Child Support Age Of Emancipation When Dealing With Multiple States

New Jersey divorce lawyerQuestion:

I continue to live in the state where my divorce took place and pay child support according to that state’s child support laws.

My child and his mother live in another state where my payments are sent. According to that state’s laws, my child would be considered emancipated because it has a lower age of majority.

Will I have to continue to pay under the child support emancipation laws of the state I reside in or should he be considered emancipated under the laws of the state where he now lives?

Answer:

I am unable to give you legal advice on divorce. I can give general divorce help for men, though, my knowledge is based on New Jersey child support laws where I am licensed to practice.

Generally, when a child support order is issued in one state, that state retains continuing jurisdiction over the child support order as long as the state remains the residence of your former spouse, the child, or the paying obligor, or the parties consent to another state having jurisdiction.

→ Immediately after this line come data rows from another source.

//! Sample acquisition: encode one video at one QP, then score the result.
//!
//! Each acquisition runs the encoder recipe, reads the compressed byte count
//! from its standard output, then runs every registered metric tool on the
//! original and compressed files. Compressed files land in a [`ScratchDir`]
//! whose name embeds the process id and a run identifier.
//!
//! ```no_run
//! use rd_eval::acquire::{Acquirer, EncoderRecipe, ScratchDir};
//! use rd_eval::catalog::Catalog;
//!
//! let catalog = Catalog::load("tools/evaluation")?;
//! let scratch = ScratchDir::create(None, "example", false)?;
//! let acquirer = Acquirer::from_catalog(&catalog, scratch);
//! let encoder = EncoderRecipe::from_preset(&catalog, "x265", &Default::default(), None)?;
//! let video = catalog.video("BQSquare_416x240_60.yuv")?;
//! let record = acquirer.acquire(&video, 32, &encoder)?;
//! println!("{} bytes at {:.2} dB", record.bytes, acquirer.sample(&record)?.quality());
//! # Ok::<(), rd_eval::Error>(())
//! ```

mod metric;
mod process;

pub use metric::{MetricReport, parse_byte_count, parse_metric};
pub use process::{EncodeParams, ProcessOutput, run_git, run_process};

use std::collections::BTreeMap;
use std::hash::{DefaultHasher, Hash, Hasher};
use std::path::{Path, PathBuf};
use std::time::Duration;

use serde::{Deserialize, Serialize};

use crate::catalog::{Catalog, CommandRecipe, MetricSpec, ParamValue, VideoDescriptor};
use crate::curve::Sample;
use crate::error::{Error, Result};

/// An encoder invocation for one configuration.
#[derive(Debug, Clone)]
pub struct EncoderRecipe {
    /// Configuration tag, embedded in output file names.
    pub tag: String,
    /// Codec tag handed to metric tools.
    pub target: String,
    /// Encoder command.
    pub command: CommandRecipe,
    /// Configuration parameters, already rendered with their flags.
    pub params: BTreeMap<String, String>,
    /// Output file extension.
    pub extension: String,
}

impl EncoderRecipe {
    /// Recipe for one configuration of a catalog preset.
    ///
    /// `config` holds the chosen value of each swept parameter. `tag`
    /// defaults to the preset name.
    pub fn from_preset(
        catalog: &Catalog,
        preset_name: &str,
        config: &BTreeMap<String, ParamValue>,
        tag: Option<String>,
    ) -> Result<Self> {
        let preset = catalog.preset(preset_name)?;
        let params = config
            .iter()
            .map(|(name, value)| (name.clone(), preset.render_param(name, value)))
            .collect();
        Ok(Self {
            tag: tag.unwrap_or_else(|| preset_name.to_string()),
            target: preset.target.clone(),
            command: catalog.encoder_command(preset_name)?,
            params,
            extension: preset.output_extension().to_string(),
        })
    }

    fn encode_params(&self, video: &VideoDescriptor, qp: i32, output: &Path) -> EncodeParams {
        let mut params = EncodeParams::new()
            .with("input", video.path.display())
            .with("frames", video.frames)
            .with("width", video.width)
            .with("height", video.height)
            .with("frame_rate", video.frame_rate_arg())
            .with("qp", qp)
            .with("output", output.display());
        for (name, value) in &self.params {
            params.insert(name.clone(), value);
        }
        params
    }
}

/// Persisted result of one acquisition.
#[derive(Debug, Clone, PartialEq, Serialize, Deserialize)]
pub struct SampleRecord {
    /// `{video name}[{tag}]_{qp}`.
    pub title: String,
    /// Quantization parameter.
    pub qp: i32,
    /// Compressed size reported by the encoder.
    pub bytes: u64,
    /// Encode wall-clock time in milliseconds.
    pub duration_ms: u64,
    /// Metric name to scores.
    pub metrics: BTreeMap<String, MetricReport>,
}

impl SampleRecord {
    /// Reduced score of `metric`/`attr`.
    pub fn score(&self, metric: &str, attr: &str) -> Result<f64> {
        self.metrics
            .get(metric)
            .and_then(|m| m.summary.get(attr))
            .copied()
            .ok_or_else(|| Error::MetricOutput {
                metric: metric.to_string(),
                reason: format!("no '{attr}' score for {}", self.title),
            })
    }
}

/// Per-run scratch directory for compressed outputs.
#[derive(Debug)]
pub struct ScratchDir {
    dir: Option<tempfile::TempDir>,
    path: PathBuf,
}

impl ScratchDir {
    /// Create `videos_{pid}_{run_id}_XXXX` under `parent` (or the system
    /// temp dir). With `keep`, the directory survives the run.
    pub fn create(parent: Option<&Path>, run_id: &str, keep: bool) -> Result<Self> {
        let prefix = format!("videos_{}_{}_", std::process::id(), run_id);
        let mut builder = tempfile::Builder::new();
        builder.prefix(&prefix);
        let dir = match parent {
            Some(parent) => {
                std::fs::create_dir_all(parent)?;
                builder.tempdir_in(parent)?
            }
            None => builder.tempdir()?,
        };
        let path = dir.path().to_path_buf();
        let dir = if keep {
            log::info!("keeping encoder outputs in {}", path.display());
            let _ = dir.keep();
            None
        } else {
            Some(dir)
        };
        Ok(Self { dir, path })
    }

    /// Directory path.
    #[must_use]
    pub fn path(&self) -> &Path {
        &self.path
    }

    /// Whether the directory is removed on drop.
    #[must_use]
    pub fn is_temporary(&self) -> bool {
        self.dir.is_some()
    }
}

/// Runs encoder and metric tools for individual samples.
#[derive(Debug)]
pub struct Acquirer {
    scratch: ScratchDir,
    metrics: BTreeMap<String, MetricSpec>,
    quality_metric: String,
    quality_attr: String,
    timeout: Option<Duration>,
}

impl Acquirer {
    /// Acquirer with an explicit metric registry.
    #[must_use]
    pub fn new(
        scratch: ScratchDir,
        metrics: BTreeMap<String, MetricSpec>,
        quality_metric: impl Into<String>,
        quality_attr: impl Into<String>,
    ) -> Self {
        Self {
            scratch,
            metrics,
            quality_metric: quality_metric.into(),
            quality_attr: quality_attr.into(),
            timeout: None,
        }
    }

    /// Acquirer using the catalog's metrics and quality axis.
    #[must_use]
    pub fn from_catalog(catalog: &Catalog, scratch: ScratchDir) -> Self {
        Self::new(
            scratch,
            catalog.resolved_metrics(),
            catalog.config.quality_metric.clone(),
            catalog.config.quality_attr.clone(),
        )
    }

    /// Kill tools that run longer than `timeout`.
    #[must_use]
    pub fn with_timeout(mut self, timeout: Option<Duration>) -> Self {
        self.timeout = timeout;
        self
    }

    /// Scratch directory in use.
    #[must_use]
    pub fn scratch(&self) -> &ScratchDir {
        &self.scratch
    }

    /// Encode `video` at `qp` and score the result with every metric.
    pub fn acquire(
        &self,
        video: &VideoDescriptor,
        qp: i32,
        encoder: &EncoderRecipe,
    ) -> Result<SampleRecord> {
        let title = sample_title(&video.name, &encoder.tag, qp);
        let output = self
            .scratch
            .path()
            .join(format!("{title}.{}", encoder.extension));

        let params = encoder.encode_params(video, qp, &output);
        let encoded = run_process(&encoder.command, &params, self.timeout)?;
        let bytes = parse_byte_count(&encoder.command.name(), &encoded.stdout)?;

        let mut metrics = BTreeMap::new();
        for (name, spec) in &self.metrics {
            let params = EncodeParams::new()
                .with("original", video.path.display())
                .with("compressed", output.display())
                .with("target", &encoder.target);
            let scored = run_process(&spec.command, &params, self.timeout)?;
            let report = parse_metric(name, spec.kind, &spec.attr, video.frames, &scored.stdout)?;
            metrics.insert(name.clone(), report);
        }

        let record = SampleRecord {
            title,
            qp,
            bytes,
            duration_ms: encoded.elapsed.as_millis() as u64,
            metrics,
        };
        log::debug!("{}: {} bytes", record.title, record.bytes);
        Ok(record)
    }

    /// The (size, quality) sample of a record on the configured quality axis.
    pub fn sample(&self, record: &SampleRecord) -> Result<Sample> {
        let quality = record.score(&self.quality_metric, &self.quality_attr)?;
        Sample::new(record.bytes, quality)
    }
}

/// Longest name or tag embedded verbatim in a file name.
const MAX_TITLE_TAG: usize = 64;

/// Title of one sample, also the stem of its compressed file:
/// `{video name}[{tag}]_{qp}`.
///
/// The full manifest name is kept (extension included) so `a.yuv` and
/// `a.y4m` never share an output file.
#[must_use]
pub fn sample_title(video_name: &str, tag: &str, qp: i32) -> String {
    format!("{}[{}]_{qp}", sanitize(video_name), sanitize(tag))
}

/// File-name-safe form of a tag. Long tags (search trials carry their whole
/// parameter vector) are cut and suffixed with a hash of the full tag.
pub(crate) fn sanitize(tag: &str) -> String {
    let safe: String = tag
        .chars()
        .map(|c| if c == '/' || c.is_whitespace() { '_' } else { c })
        .collect();
    if safe.len() <= MAX_TITLE_TAG {
        return safe;
    }
    let mut hasher = DefaultHasher::new();
    tag.hash(&mut hasher);
    let cut = (0..=MAX_TITLE_TAG)
        .rev()
        .find(|&i| safe.is_char_boundary(i))
        .unwrap_or(0);
    format!("{}~{:016x}", &safe[..cut], hasher.finish())
}
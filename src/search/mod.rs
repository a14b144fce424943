//! Black-box parameter search over encoder tuning parameters.
//!
//! Each trial proposes a [`ParameterVector`], serializes it into the encoder's
//! extra-parameter string, evaluates it with an [`Objective`] and records the
//! outcome in a [`Study`]. Failed evaluations are recorded as failures and
//! never compete for best.
//!
//! ```
//! use rd_eval::search::{Direction, ParamSpec, Sampler, SearchSpace, Study, optimize};
//!
//! let space = SearchSpace::new(vec![ParamSpec::float("p0", 0.0, 4.0)])?;
//! let mut study = Study::new("demo", Direction::Minimize, 1);
//! let mut objective = |p: &rd_eval::search::ParameterVector| {
//!     let x = p.get_f64("p0").unwrap_or_default();
//!     Ok::<f64, rd_eval::Error>((x - 1.5).powi(2))
//! };
//!
//! let best = optimize(&mut study, &space, &Sampler::default(), &mut objective, 40)?;
//! assert!(best.value().unwrap() < 0.25);
//! # Ok::<(), rd_eval::Error>(())
//! ```

mod sampler;
mod space;
mod study;

pub use sampler::{Sampler, trial_rng};
pub use space::{ParamSpec, ParameterVector, SearchSpace};
pub use study::{Direction, Study, Trial, TrialState};

use std::collections::BTreeMap;

use chrono::Utc;

use crate::acquire::Acquirer;
use crate::catalog::{Catalog, ParamValue, VideoDescriptor};
use crate::error::{Error, Result};
use crate::pool::TaskPool;
use crate::sweep::{Configuration, HeadToHead, ReferenceProfile, Revision, SweepOptions};

/// Something that scores a parameter vector.
pub trait Objective {
    /// Evaluate one parameter vector.
    fn evaluate(&mut self, params: &ParameterVector) -> Result<f64>;
}

impl<F> Objective for F
where
    F: FnMut(&ParameterVector) -> Result<f64>,
{
    fn evaluate(&mut self, params: &ParameterVector) -> Result<f64> {
        self(params)
    }
}

/// Run `n_trials` more trials and return the study's best trial.
///
/// Fails only if no trial in the whole study has completed.
pub fn optimize<'s>(
    study: &'s mut Study,
    space: &SearchSpace,
    sampler: &Sampler,
    objective: &mut dyn Objective,
    n_trials: usize,
) -> Result<&'s Trial> {
    for _ in 0..n_trials {
        let number = study.next_number();
        let params = sampler.propose(space, &study.trials, study.direction, study.seed, number);
        log::debug!("trial {number}: {params}");

        let started_at = Utc::now();
        let state = match objective.evaluate(&params) {
            Ok(value) if value.is_finite() => TrialState::Complete { value },
            Ok(value) => TrialState::Failed {
                reason: format!("non-finite objective value {value}"),
            },
            Err(e) => TrialState::Failed {
                reason: e.to_string(),
            },
        };

        match &state {
            TrialState::Complete { value } => log::info!("trial {number} finished with value {value}"),
            TrialState::Failed { reason } => log::warn!("trial {number} failed: {reason}"),
        }

        study.record(Trial {
            number,
            params,
            state,
            started_at,
            finished_at: Utc::now(),
        })?;

        if let Some(best) = study.best() {
            log::info!("best is trial {} with value {:?}", best.number, best.value());
        }
    }

    study
        .best()
        .ok_or_else(|| Error::Search(format!("no completed trial in study '{}'", study.name)))
}

/// Objective that encodes with the candidate preset under test and returns
/// its mean BD score against a reference encoder.
///
/// A trial that lost any video (under [`FailurePolicy::SkipVideo`]) is an
/// error, never a loss.
///
/// [`FailurePolicy::SkipVideo`]: crate::sweep::FailurePolicy::SkipVideo
pub struct SweepObjective<'a> {
    catalog: &'a Catalog,
    acquirer: &'a Acquirer,
    pool: &'a TaskPool,
    candidate_preset: String,
    param_name: String,
    fixed: BTreeMap<String, ParamValue>,
    reference: Configuration,
    profile: ReferenceProfile,
    videos: Vec<VideoDescriptor>,
    options: SweepOptions,
    revision: Revision,
}

impl<'a> SweepObjective<'a> {
    /// Objective for `candidate_preset`; the trial vector is passed as
    /// `param_name` (usually `extra_params`).
    ///
    /// Other swept parameters of the candidate preset are fixed to their
    /// first listed value.
    pub fn new(
        catalog: &'a Catalog,
        acquirer: &'a Acquirer,
        pool: &'a TaskPool,
        candidate_preset: &str,
        param_name: &str,
        profile: ReferenceProfile,
    ) -> Result<Self> {
        let preset = catalog.preset(candidate_preset)?;
        let fixed = preset
            .swept_parameters()
            .filter(|(name, _)| *name != param_name)
            .filter_map(|(name, values)| values.first().map(|v| (name.clone(), v.clone())))
            .collect();
        let revision = Revision::detect(catalog.root());
        let reference = Configuration::new(catalog, &profile.name, BTreeMap::new(), &revision)?;
        Ok(Self {
            catalog,
            acquirer,
            pool,
            candidate_preset: candidate_preset.to_string(),
            param_name: param_name.to_string(),
            fixed,
            reference,
            profile,
            videos: catalog.video_list(),
            options: SweepOptions::default(),
            revision,
        })
    }

    /// Sweep options used for each evaluation.
    #[must_use]
    pub fn with_options(mut self, options: SweepOptions) -> Self {
        self.options = options;
        self
    }

    /// Restrict evaluation to some videos.
    #[must_use]
    pub fn with_videos(mut self, videos: Vec<VideoDescriptor>) -> Self {
        self.videos = videos;
        self
    }
}

impl Objective for SweepObjective<'_> {
    fn evaluate(&mut self, params: &ParameterVector) -> Result<f64> {
        let mut config = self.fixed.clone();
        config.insert(self.param_name.clone(), ParamValue::Text(params.to_string()));
        let candidate = Configuration::new(self.catalog, &self.candidate_preset, config, &self.revision)?;

        let h2h = HeadToHead {
            candidate,
            reference: self.reference.clone(),
            profile: self.profile.clone(),
        };
        let (result, outcome) = h2h.compare(self.videos.clone(), self.acquirer, self.pool, &self.options)?;
        // A mean over the surviving videos is not comparable with other trials.
        if !outcome.skipped.is_empty() {
            let skipped: Vec<String> = outcome
                .skipped
                .iter()
                .map(|s| format!("{} [{}]", s.video, s.tag))
                .collect();
            return Err(Error::Search(format!("skipped {}", skipped.join(", "))));
        }
        Ok(result.mean)
    }
}
//! Trial history persisted as JSON.

use std::fmt;
use std::path::{Path, PathBuf};
use std::str::FromStr;

use chrono::{DateTime, Utc};
use serde::{Deserialize, Serialize};

use super::space::ParameterVector;
use crate::error::{Error, Result};

/// Whether lower or higher objective values are better.
#[derive(Debug, Clone, Copy, Default, PartialEq, Eq, Serialize, Deserialize)]
#[serde(rename_all = "lowercase")]
pub enum Direction {
    /// Lower is better.
    #[default]
    Minimize,
    /// Higher is better.
    Maximize,
}

impl Direction {
    /// Whether `a` is strictly better than `b`.
    #[must_use]
    pub fn better(self, a: f64, b: f64) -> bool {
        match self {
            Self::Minimize => a < b,
            Self::Maximize => a > b,
        }
    }

    /// Best completed trial; failed trials never qualify.
    #[must_use]
    pub fn best(self, trials: &[Trial]) -> Option<&Trial> {
        trials
            .iter()
            .filter(|t| t.value().is_some())
            .reduce(|best, t| match (t.value(), best.value()) {
                (Some(v), Some(b)) if self.better(v, b) => t,
                _ => best,
            })
    }
}

impl fmt::Display for Direction {
    fn fmt(&self, f: &mut fmt::Formatter<'_>) -> fmt::Result {
        match self {
            Self::Minimize => write!(f, "minimize"),
            Self::Maximize => write!(f, "maximize"),
        }
    }
}

impl FromStr for Direction {
    type Err = String;

    fn from_str(s: &str) -> std::result::Result<Self, Self::Err> {
        match s.to_ascii_lowercase().as_str() {
            "minimize" | "min" => Ok(Self::Minimize),
            "maximize" | "max" => Ok(Self::Maximize),
            other => Err(format!("unknown direction '{other}'")),
        }
    }
}

/// Outcome of one trial.
#[derive(Debug, Clone, PartialEq, Serialize, Deserialize)]
#[serde(tag = "state", rename_all = "snake_case")]
pub enum TrialState {
    /// The objective returned a finite value.
    Complete {
        /// Objective value.
        value: f64,
    },
    /// The objective could not be evaluated.
    Failed {
        /// Failure description.
        reason: String,
    },
}

/// One evaluated parameter vector.
#[derive(Debug, Clone, PartialEq, Serialize, Deserialize)]
pub struct Trial {
    /// Zero-based trial number within the study.
    pub number: usize,
    /// Parameters evaluated.
    pub params: ParameterVector,
    /// Outcome.
    #[serde(flatten)]
    pub state: TrialState,
    /// When evaluation started.
    pub started_at: DateTime<Utc>,
    /// When evaluation finished.
    pub finished_at: DateTime<Utc>,
}

impl Trial {
    /// Trial stamped with the current time.
    #[must_use]
    pub fn new(number: usize, params: ParameterVector, state: TrialState) -> Self {
        let now = Utc::now();
        Self {
            number,
            params,
            state,
            started_at: now,
            finished_at: now,
        }
    }

    /// Objective value of a completed trial.
    #[must_use]
    pub fn value(&self) -> Option<f64> {
        match self.state {
            TrialState::Complete { value } if value.is_finite() => Some(value),
            _ => None,
        }
    }
}

/// A named, resumable sequence of trials.
#[derive(Debug, Clone, Serialize, Deserialize)]
pub struct Study {
    /// Study name.
    pub name: String,
    /// Optimization direction.
    pub direction: Direction,
    /// Sampler seed.
    pub seed: u64,
    /// Trials in the order they ran.
    pub trials: Vec<Trial>,
    #[serde(skip)]
    path: Option<PathBuf>,
}

impl Study {
    /// In-memory study.
    #[must_use]
    pub fn new(name: impl Into<String>, direction: Direction, seed: u64) -> Self {
        Self {
            name: name.into(),
            direction,
            seed,
            trials: Vec::new(),
            path: None,
        }
    }

    /// Open the study stored at `path`, or start a new one there.
    ///
    /// An existing study must have the same name and direction. Its stored
    /// seed wins over `seed`.
    pub fn open(path: &Path, name: &str, direction: Direction, seed: u64) -> Result<Self> {
        if !path.exists() {
            let mut study = Self::new(name, direction, seed);
            study.path = Some(path.to_path_buf());
            return Ok(study);
        }

        let text = std::fs::read_to_string(path)?;
        let mut study: Self = serde_json::from_str(&text)?;
        if study.name != name {
            return Err(Error::Search(format!(
                "{} holds study '{}', not '{name}'",
                path.display(),
                study.name
            )));
        }
        if study.direction != direction {
            return Err(Error::Search(format!(
                "study '{name}' was created to {}, not {direction}",
                study.direction
            )));
        }
        if study.seed != seed {
            log::warn!("study '{name}' keeps its stored seed {}", study.seed);
        }
        log::info!("resuming study '{name}' after {} trials", study.trials.len());
        study.path = Some(path.to_path_buf());
        Ok(study)
    }

    /// Number the next trial will get.
    #[must_use]
    pub fn next_number(&self) -> usize {
        self.trials.iter().map(|t| t.number + 1).max().unwrap_or(0)
    }

    /// Best completed trial.
    #[must_use]
    pub fn best(&self) -> Option<&Trial> {
        self.direction.best(&self.trials)
    }

    /// Append a trial and persist the study if it has a file.
    pub fn record(&mut self, trial: Trial) -> Result<()> {
        self.trials.push(trial);
        self.save()
    }

    /// Write the study to its file, if any.
    pub fn save(&self) -> Result<()> {
        let Some(path) = &self.path else {
            return Ok(());
        };
        if let Some(parent) = path.parent() {
            std::fs::create_dir_all(parent)?;
        }
        let tmp = path.with_extension("json.tmp");
        std::fs::write(&tmp, serde_json::to_string_pretty(self)?)?;
        std::fs::rename(&tmp, path)?;
        Ok(())
    }
}

#[cfg(test)]
mod tests {
    use super::*;
    use crate::catalog::ParamValue;

    fn params(p0: f64) -> ParameterVector {
        let mut v = ParameterVector::new();
        v.push("p0", ParamValue::Float(p0));
        v
    }

    #[test]
    fn test_best_ignores_failures_and_non_finite() {
        let trials = vec![
            Trial::new(0, params(1.0), TrialState::Complete { value: 0.95 }),
            Trial::new(
                1,
                params(1.1),
                TrialState::Failed {
                    reason: "timeout".to_string(),
                },
            ),
            Trial::new(2, params(1.2), TrialState::Complete { value: f64::NAN }),
            Trial::new(3, params(1.3), TrialState::Complete { value: 0.91 }),
            Trial::new(4, params(1.4), TrialState::Complete { value: 0.93 }),
        ];
        assert_eq!(Direction::Minimize.best(&trials).unwrap().number, 3);
        assert_eq!(Direction::Maximize.best(&trials).unwrap().number, 0);

        let failed_only = &trials[1..3];
        assert!(Direction::Minimize.best(failed_only).is_none());
    }

    #[test]
    fn test_resume_continues_numbering() {
        let dir = tempfile::tempdir().unwrap();
        let path = dir.path().join("study.json");

        let mut study = Study::open(&path, "bd", Direction::Minimize, 42).unwrap();
        study
            .record(Trial::new(study.next_number(), params(1.5), TrialState::Complete { value: 0.9 }))
            .unwrap();
        study
            .record(Trial::new(
                study.next_number(),
                params(1.6),
                TrialState::Failed {
                    reason: "encoder exited with 1".to_string(),
                },
            ))
            .unwrap();

        let resumed = Study::open(&path, "bd", Direction::Minimize, 7).unwrap();
        assert_eq!(resumed.seed, 42);
        assert_eq!(resumed.trials.len(), 2);
        assert_eq!(resumed.next_number(), 2);
        assert_eq!(resumed.best().unwrap().number, 0);
        assert!(matches!(resumed.trials[1].state, TrialState::Failed { .. }));
    }

    #[test]
    fn test_direction_mismatch_rejected() {
        let dir = tempfile::tempdir().unwrap();
        let path = dir.path().join("study.json");
        Study::open(&path, "bd", Direction::Minimize, 1)
            .unwrap()
            .save()
            .unwrap();

        assert!(Study::open(&path, "bd", Direction::Maximize, 1).is_err());
        assert!(Study::open(&path, "other", Direction::Minimize, 1).is_err());
    }

    #[test]
    fn test_trial_json_shape() {
        let trial = Trial::new(5, params(1.5), TrialState::Complete { value: 0.9 });
        let json: serde_json::Value = serde_json::to_value(&trial).unwrap();
        assert_eq!(json["state"], "complete");
        assert_eq!(json["value"], 0.9);
        assert_eq!(json["number"], 5);
    }

    #[test]
    fn test_direction_parse() {
        assert_eq!("MIN".parse::<Direction>().unwrap(), Direction::Minimize);
        assert_eq!("maximize".parse::<Direction>().unwrap(), Direction::Maximize);
        assert!("sideways".parse::<Direction>().is_err());
    }
}
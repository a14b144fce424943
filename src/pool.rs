//! Bounded worker pool shared by every parallel phase.

use std::sync::atomic::{AtomicUsize, Ordering};

use rayon::prelude::*;

use crate::error::{Error, Result};

/// A fixed-size rayon thread pool.
///
/// Tasks are keyed; results come back paired with their key in submission
/// order regardless of completion order.
#[derive(Debug)]
pub struct TaskPool {
    pool: rayon::ThreadPool,
}

impl TaskPool {
    /// Pool with `workers` threads; `0` uses the available parallelism.
    pub fn new(workers: usize) -> Result<Self> {
        let workers = if workers == 0 {
            std::thread::available_parallelism().map_or(1, |n| n.get())
        } else {
            workers
        };
        let pool = rayon::ThreadPoolBuilder::new()
            .num_threads(workers)
            .thread_name(|i| format!("rd-eval-worker-{i}"))
            .build()
            .map_err(|e| Error::Io(std::io::Error::other(e.to_string())))?;
        Ok(Self { pool })
    }

    /// Number of worker threads.
    #[must_use]
    pub fn workers(&self) -> usize {
        self.pool.current_num_threads()
    }

    /// Run `task` for every key and return `(key, result)` pairs in key order.
    ///
    /// Failures do not cancel the remaining tasks.
    pub fn run<K, T, F>(&self, phase: &str, keys: Vec<K>, task: F) -> Vec<(K, Result<T>)>
    where
        K: Send,
        T: Send,
        F: Fn(&K) -> Result<T> + Sync,
    {
        let total = keys.len();
        let done = AtomicUsize::new(0);
        log::info!("{phase}: {total} tasks on {} workers", self.workers());

        let results: Vec<(K, Result<T>)> = self.pool.install(|| {
            keys.into_par_iter()
                .map(|key| {
                    let result = task(&key);
                    let n = done.fetch_add(1, Ordering::Relaxed) + 1;
                    log::debug!("{phase}: {n}/{total}");
                    (key, result)
                })
                .collect()
        });

        let failed = results.iter().filter(|(_, r)| r.is_err()).count();
        if failed > 0 {
            log::warn!("{phase}: {failed}/{total} tasks failed");
        }
        results
    }
}

#[cfg(test)]
mod tests {
    use super::*;
    use std::time::Duration;

    #[test]
    fn test_results_keep_key_order() {
        let pool = TaskPool::new(4).unwrap();
        assert_eq!(pool.workers(), 4);

        let keys: Vec<u64> = (0..16).collect();
        let results = pool.run("square", keys, |&k| {
            // Later keys finish first.
            std::thread::sleep(Duration::from_millis(16 - k));
            Ok(k * k)
        });

        for (i, (key, result)) in results.into_iter().enumerate() {
            assert_eq!(key, i as u64);
            assert_eq!(result.unwrap(), key * key);
        }
    }

    #[test]
    fn test_failures_do_not_cancel_others() {
        let pool = TaskPool::new(2).unwrap();
        let results = pool.run("odd-fails", vec![1, 2, 3, 4], |&k| {
            if k % 2 == 1 {
                Err(Error::Search(format!("task {k}")))
            } else {
                Ok(k)
            }
        });
        let ok: Vec<i32> = results.into_iter().filter_map(|(_, r)| r.ok()).collect();
        assert_eq!(ok, vec![2, 4]);
    }

    #[test]
    fn test_zero_workers_uses_available() {
        let pool = TaskPool::new(0).unwrap();
        assert!(pool.workers() >= 1);
    }
}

Since you currently live in the state that issued the order and that state is garnishing your wages for the benefit of your child, even though he lives in another state, it is likely your state has continuing jurisdiction. You will probably have to continue following the child support emancipation laws of that state even though your child lives in another state.

You should consult your divorce agreement to find out whether emancipation and termination of child support are addressed. The issues of emancipation and termination of child support are complex and depends on the specific facts of each case.

Remember, I am unable to provide you with anything more than divorce tips for men, so please consult with a divorce lawyer in your jurisdiction.

To arrange an initial consultation to discuss divorce rights for men with a Cordell & Cordell attorney, including New Jersey Divorce Lawyer Christine A. Dolan, contact Cordell & Cordell.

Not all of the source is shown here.